**Task item**
Find every line in the records below that holds the word "instrument", and copy it out.

**Input records**
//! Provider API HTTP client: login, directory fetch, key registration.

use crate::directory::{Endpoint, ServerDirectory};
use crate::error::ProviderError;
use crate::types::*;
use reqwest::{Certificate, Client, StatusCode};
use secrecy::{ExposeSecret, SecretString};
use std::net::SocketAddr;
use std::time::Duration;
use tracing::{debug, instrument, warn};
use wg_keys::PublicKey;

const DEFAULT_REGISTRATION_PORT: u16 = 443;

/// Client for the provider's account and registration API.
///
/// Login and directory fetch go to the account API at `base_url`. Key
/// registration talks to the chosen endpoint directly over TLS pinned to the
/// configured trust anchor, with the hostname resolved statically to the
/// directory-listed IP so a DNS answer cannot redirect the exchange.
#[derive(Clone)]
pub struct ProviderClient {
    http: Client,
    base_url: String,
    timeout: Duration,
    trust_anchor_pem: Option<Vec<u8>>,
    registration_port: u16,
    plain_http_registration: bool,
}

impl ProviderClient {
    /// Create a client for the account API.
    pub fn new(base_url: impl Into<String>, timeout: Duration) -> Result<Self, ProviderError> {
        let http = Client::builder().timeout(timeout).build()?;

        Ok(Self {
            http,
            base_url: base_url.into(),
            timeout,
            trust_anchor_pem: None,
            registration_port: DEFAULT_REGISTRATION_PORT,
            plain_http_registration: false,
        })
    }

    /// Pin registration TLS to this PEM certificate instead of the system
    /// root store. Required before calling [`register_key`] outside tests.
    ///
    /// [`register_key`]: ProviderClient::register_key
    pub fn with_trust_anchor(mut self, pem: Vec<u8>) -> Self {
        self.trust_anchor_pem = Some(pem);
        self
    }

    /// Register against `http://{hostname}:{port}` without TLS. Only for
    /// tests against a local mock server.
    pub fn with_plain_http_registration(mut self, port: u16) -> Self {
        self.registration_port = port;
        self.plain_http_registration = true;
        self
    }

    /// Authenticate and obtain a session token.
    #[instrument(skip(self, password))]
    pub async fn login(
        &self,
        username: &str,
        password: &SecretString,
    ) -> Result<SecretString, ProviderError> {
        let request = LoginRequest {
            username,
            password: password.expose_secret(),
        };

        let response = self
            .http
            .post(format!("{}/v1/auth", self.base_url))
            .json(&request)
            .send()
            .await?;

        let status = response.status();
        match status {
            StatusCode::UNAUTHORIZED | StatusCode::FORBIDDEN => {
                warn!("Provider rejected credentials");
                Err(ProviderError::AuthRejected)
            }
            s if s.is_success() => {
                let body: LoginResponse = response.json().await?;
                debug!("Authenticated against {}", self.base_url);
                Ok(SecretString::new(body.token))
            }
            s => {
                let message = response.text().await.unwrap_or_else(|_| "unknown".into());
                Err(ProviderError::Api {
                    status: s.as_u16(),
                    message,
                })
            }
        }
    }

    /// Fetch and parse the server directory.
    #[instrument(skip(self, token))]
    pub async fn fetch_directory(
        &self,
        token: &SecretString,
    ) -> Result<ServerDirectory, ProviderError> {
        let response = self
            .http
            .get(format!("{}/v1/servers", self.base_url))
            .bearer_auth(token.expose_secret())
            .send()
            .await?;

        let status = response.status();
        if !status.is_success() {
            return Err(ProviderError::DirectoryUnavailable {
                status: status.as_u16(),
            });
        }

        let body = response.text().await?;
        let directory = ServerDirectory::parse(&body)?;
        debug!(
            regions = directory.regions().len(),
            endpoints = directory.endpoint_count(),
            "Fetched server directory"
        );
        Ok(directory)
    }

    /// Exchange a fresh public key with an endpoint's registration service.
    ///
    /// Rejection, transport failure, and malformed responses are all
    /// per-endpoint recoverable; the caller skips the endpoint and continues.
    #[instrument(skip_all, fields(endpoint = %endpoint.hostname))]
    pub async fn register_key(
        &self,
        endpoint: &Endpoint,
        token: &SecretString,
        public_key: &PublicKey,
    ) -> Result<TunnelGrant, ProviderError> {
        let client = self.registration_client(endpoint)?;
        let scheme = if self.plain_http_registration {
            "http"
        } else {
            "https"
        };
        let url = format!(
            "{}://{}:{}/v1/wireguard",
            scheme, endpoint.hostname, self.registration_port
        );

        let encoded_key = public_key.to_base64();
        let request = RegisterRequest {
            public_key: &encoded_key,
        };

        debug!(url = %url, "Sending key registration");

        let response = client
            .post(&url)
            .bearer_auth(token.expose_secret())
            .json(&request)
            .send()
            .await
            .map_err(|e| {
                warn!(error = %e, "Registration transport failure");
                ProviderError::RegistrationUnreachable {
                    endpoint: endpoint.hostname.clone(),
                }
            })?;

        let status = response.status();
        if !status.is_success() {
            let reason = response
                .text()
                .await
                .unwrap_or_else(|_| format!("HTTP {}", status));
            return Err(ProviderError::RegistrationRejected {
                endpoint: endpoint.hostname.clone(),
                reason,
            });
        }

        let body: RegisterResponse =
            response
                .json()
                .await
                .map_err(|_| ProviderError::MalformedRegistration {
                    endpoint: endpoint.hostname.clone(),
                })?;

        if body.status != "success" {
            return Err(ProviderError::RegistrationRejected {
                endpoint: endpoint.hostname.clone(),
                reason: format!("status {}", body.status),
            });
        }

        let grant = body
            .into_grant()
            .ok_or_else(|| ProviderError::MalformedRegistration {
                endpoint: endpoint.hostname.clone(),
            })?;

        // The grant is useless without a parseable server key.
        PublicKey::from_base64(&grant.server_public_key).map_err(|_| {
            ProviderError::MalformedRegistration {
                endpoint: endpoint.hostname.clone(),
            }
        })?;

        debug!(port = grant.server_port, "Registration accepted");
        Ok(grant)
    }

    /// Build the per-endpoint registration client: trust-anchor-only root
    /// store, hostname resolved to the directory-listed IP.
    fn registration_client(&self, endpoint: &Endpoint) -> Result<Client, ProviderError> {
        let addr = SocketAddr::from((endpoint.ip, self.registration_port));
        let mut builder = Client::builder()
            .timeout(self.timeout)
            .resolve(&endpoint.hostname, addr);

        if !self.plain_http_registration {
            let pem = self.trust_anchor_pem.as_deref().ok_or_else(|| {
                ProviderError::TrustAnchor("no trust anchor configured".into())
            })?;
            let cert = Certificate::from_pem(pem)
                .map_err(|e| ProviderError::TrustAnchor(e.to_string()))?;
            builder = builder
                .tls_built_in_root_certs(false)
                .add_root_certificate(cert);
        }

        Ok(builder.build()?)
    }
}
* * *
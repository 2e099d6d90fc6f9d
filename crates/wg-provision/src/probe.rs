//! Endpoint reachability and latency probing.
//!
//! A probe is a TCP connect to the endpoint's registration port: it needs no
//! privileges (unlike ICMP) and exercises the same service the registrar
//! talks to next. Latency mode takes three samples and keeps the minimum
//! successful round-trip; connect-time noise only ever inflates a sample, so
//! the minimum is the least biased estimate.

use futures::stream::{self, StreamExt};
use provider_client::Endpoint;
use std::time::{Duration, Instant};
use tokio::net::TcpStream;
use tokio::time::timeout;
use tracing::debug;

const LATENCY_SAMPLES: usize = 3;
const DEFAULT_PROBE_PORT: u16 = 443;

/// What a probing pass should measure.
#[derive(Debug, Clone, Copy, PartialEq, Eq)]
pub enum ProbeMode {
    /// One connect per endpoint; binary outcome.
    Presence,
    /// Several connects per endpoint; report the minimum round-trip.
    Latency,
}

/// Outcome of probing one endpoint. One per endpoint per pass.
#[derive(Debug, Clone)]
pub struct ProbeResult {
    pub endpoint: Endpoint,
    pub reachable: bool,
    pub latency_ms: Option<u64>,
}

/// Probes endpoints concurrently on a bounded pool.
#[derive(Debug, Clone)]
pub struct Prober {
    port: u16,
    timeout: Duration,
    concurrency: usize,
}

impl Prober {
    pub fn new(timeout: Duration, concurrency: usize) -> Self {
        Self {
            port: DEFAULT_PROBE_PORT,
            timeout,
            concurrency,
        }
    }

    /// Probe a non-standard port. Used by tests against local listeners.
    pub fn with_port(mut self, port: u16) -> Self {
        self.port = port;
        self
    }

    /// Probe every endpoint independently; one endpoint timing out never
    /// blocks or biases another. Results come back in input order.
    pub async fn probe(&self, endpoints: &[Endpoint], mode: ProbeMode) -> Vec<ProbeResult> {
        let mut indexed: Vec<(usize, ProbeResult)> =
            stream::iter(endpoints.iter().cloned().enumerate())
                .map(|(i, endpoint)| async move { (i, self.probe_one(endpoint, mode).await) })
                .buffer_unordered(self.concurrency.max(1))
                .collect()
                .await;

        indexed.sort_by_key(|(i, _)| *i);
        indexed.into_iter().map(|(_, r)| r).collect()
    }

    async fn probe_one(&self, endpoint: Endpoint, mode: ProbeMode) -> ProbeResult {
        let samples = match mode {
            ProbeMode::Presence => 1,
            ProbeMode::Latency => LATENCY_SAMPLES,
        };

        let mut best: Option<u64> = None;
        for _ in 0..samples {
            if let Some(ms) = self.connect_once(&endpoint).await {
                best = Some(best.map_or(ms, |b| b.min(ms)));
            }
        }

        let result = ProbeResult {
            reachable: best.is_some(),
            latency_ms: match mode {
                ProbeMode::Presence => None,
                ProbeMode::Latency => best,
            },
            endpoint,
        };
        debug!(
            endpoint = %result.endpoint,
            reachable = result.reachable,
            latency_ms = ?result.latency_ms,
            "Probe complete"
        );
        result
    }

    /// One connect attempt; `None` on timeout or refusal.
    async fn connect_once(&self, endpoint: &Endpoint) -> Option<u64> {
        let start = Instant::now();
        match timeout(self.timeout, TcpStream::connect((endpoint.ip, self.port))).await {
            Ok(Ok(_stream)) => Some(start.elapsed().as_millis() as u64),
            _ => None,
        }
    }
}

**Answer section**
use tracing::{debug, instrument, warn};
    #[instrument(skip(self, password))]
    #[instrument(skip(self, token))]
    #[instrument(skip_all, fields(endpoint = %endpoint.hostname))]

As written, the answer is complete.